TASK INSTRUCTIONS -> Return all lines from the listing below in which "FileWriteTool" appears.

AVAILABLE DATA ->
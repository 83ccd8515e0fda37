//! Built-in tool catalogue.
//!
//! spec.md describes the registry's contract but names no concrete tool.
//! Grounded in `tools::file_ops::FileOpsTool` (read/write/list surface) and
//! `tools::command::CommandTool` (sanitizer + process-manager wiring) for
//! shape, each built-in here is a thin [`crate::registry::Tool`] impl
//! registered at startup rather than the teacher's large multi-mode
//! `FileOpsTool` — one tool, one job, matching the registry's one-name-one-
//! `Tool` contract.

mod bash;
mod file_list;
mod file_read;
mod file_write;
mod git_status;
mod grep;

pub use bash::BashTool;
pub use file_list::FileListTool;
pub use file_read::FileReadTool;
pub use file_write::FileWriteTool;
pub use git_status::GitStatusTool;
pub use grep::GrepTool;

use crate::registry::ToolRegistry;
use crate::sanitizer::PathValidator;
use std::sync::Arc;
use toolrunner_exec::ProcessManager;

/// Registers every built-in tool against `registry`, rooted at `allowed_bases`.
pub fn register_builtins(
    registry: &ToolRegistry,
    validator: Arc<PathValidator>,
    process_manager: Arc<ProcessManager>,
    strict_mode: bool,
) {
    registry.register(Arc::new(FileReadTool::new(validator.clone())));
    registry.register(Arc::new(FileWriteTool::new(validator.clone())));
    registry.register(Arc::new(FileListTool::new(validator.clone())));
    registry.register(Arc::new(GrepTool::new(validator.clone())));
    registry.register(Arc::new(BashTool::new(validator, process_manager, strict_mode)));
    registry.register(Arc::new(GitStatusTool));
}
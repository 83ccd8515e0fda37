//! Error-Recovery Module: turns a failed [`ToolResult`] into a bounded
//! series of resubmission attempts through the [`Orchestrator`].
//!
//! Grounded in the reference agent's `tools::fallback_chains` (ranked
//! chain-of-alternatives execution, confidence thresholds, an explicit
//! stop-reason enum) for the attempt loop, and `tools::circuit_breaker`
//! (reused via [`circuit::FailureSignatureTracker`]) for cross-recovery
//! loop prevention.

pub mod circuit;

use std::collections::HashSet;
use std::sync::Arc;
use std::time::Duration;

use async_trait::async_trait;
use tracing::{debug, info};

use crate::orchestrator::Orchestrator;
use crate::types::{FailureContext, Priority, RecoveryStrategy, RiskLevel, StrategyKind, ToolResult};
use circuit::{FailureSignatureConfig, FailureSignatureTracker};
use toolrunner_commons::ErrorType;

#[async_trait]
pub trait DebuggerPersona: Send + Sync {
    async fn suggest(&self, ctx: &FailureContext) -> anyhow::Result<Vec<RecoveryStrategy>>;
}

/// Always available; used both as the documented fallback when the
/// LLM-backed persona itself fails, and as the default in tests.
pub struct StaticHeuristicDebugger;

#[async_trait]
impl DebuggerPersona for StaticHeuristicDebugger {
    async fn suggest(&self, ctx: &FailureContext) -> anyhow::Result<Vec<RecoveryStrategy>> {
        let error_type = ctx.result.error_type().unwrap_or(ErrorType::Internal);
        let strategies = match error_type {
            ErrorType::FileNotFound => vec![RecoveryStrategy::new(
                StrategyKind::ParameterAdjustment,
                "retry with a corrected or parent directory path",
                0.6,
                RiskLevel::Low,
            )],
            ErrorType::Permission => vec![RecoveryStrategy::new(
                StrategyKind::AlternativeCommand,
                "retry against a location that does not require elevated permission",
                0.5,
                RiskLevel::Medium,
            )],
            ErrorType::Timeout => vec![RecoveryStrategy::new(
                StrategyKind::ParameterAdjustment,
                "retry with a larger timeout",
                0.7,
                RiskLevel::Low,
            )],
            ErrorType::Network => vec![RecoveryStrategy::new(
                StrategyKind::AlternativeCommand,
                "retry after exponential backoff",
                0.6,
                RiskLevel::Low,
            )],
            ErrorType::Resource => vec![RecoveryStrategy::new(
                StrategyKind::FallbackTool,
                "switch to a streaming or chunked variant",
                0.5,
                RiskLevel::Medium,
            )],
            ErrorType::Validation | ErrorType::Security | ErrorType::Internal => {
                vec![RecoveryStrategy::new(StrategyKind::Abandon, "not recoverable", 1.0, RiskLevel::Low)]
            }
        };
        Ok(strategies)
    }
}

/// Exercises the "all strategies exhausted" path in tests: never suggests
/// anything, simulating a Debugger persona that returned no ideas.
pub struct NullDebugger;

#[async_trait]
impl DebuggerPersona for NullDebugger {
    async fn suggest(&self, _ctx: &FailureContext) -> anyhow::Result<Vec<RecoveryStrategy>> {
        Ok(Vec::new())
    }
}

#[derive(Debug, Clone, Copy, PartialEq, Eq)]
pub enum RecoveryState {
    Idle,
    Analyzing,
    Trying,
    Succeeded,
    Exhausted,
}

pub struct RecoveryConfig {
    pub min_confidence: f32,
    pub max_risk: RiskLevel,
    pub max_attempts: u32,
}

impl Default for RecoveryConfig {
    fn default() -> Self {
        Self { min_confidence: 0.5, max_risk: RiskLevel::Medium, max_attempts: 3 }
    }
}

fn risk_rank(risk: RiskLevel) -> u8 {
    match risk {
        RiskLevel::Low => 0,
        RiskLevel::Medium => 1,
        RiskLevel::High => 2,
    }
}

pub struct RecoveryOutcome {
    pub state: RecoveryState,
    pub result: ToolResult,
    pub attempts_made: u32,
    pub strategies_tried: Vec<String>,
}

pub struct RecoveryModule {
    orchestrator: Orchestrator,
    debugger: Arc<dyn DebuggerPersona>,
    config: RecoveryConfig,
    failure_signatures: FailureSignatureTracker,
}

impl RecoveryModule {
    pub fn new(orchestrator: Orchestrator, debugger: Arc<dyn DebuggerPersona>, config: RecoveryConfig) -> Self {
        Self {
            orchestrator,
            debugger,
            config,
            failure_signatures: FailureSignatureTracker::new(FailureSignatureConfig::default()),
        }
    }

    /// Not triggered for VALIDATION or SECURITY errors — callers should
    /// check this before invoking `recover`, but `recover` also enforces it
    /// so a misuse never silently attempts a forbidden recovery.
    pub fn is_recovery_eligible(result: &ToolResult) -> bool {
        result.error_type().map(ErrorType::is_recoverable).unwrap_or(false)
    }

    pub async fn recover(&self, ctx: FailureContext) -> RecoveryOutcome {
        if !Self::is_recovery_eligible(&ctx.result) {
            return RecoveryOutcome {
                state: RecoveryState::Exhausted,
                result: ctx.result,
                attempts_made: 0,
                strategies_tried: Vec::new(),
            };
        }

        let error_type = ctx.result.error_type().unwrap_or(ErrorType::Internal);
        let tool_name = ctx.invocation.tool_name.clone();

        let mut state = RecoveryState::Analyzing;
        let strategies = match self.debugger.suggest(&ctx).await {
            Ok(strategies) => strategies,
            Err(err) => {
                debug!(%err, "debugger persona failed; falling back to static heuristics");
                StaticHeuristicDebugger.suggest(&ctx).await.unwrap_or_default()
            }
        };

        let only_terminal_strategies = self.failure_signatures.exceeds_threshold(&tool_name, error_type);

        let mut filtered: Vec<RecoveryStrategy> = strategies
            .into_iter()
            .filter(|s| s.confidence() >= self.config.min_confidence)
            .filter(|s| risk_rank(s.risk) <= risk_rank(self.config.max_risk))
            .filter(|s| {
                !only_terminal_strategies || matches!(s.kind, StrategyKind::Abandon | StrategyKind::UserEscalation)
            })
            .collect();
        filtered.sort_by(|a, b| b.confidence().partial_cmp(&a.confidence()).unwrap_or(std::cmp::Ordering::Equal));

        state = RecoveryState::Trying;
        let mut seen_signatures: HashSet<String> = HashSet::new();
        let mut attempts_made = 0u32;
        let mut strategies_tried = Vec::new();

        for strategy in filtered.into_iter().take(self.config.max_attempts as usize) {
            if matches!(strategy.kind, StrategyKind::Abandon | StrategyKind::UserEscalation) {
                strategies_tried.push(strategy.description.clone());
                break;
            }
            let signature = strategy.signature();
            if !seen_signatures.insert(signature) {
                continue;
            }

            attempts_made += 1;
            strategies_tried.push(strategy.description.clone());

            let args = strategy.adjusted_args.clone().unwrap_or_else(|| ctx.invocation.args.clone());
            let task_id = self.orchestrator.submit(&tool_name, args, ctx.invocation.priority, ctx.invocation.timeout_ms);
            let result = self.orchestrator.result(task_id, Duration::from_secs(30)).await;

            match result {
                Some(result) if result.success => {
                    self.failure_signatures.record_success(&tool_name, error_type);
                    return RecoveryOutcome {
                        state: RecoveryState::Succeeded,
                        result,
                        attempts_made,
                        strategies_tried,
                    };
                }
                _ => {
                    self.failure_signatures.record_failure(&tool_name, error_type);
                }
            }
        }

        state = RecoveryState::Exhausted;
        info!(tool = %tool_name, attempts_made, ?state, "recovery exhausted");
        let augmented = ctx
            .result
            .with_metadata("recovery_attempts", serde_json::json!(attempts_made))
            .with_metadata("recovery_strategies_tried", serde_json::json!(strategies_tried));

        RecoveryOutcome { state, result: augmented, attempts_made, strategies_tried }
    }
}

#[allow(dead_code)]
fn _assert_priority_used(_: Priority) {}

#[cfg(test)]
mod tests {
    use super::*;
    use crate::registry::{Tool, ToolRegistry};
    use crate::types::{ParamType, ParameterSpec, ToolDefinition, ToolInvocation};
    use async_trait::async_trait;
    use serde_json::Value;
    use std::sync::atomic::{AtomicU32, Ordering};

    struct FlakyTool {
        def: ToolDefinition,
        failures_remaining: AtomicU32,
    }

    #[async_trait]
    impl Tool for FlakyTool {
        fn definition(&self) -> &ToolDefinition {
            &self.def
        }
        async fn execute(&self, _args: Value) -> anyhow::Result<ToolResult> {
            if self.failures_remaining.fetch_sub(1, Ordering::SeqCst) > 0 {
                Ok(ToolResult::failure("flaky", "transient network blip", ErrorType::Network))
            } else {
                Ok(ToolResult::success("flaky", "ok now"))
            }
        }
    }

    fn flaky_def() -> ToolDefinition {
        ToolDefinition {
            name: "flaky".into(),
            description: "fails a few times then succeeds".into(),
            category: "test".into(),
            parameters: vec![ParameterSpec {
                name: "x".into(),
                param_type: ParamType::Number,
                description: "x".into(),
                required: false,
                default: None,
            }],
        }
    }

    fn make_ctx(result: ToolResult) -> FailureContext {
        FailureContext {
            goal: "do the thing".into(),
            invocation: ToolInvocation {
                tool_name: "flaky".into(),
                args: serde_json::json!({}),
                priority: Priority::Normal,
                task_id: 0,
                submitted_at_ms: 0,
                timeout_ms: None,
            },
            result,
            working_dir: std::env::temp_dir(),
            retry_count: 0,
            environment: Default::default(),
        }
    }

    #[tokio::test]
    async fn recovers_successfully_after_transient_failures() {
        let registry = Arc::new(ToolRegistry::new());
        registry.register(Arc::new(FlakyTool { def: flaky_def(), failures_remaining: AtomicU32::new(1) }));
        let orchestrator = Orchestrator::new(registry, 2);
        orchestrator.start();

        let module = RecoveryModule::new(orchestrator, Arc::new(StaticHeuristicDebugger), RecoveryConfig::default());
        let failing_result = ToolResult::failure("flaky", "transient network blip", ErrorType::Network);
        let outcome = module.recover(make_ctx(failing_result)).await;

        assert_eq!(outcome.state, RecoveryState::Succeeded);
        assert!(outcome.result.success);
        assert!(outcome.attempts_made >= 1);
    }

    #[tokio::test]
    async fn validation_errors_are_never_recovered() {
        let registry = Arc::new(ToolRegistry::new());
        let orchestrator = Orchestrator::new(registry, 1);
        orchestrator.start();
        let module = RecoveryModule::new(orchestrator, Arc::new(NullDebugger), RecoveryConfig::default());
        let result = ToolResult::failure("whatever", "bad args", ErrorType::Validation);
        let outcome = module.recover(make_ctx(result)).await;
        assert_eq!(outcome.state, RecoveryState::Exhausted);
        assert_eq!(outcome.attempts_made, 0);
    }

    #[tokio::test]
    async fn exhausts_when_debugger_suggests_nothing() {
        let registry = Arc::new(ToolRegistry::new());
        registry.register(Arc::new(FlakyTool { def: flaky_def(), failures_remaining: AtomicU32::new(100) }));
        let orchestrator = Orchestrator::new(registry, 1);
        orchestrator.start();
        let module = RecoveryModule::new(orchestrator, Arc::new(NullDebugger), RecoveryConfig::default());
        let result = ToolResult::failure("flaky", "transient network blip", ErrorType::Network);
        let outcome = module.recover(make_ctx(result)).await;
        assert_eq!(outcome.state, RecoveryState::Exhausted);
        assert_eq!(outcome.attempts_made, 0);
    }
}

SOLUTION TO THIS PROBLEM ->
pub use file_write::FileWriteTool;
    registry.register(Arc::new(FileWriteTool::new(validator.clone())));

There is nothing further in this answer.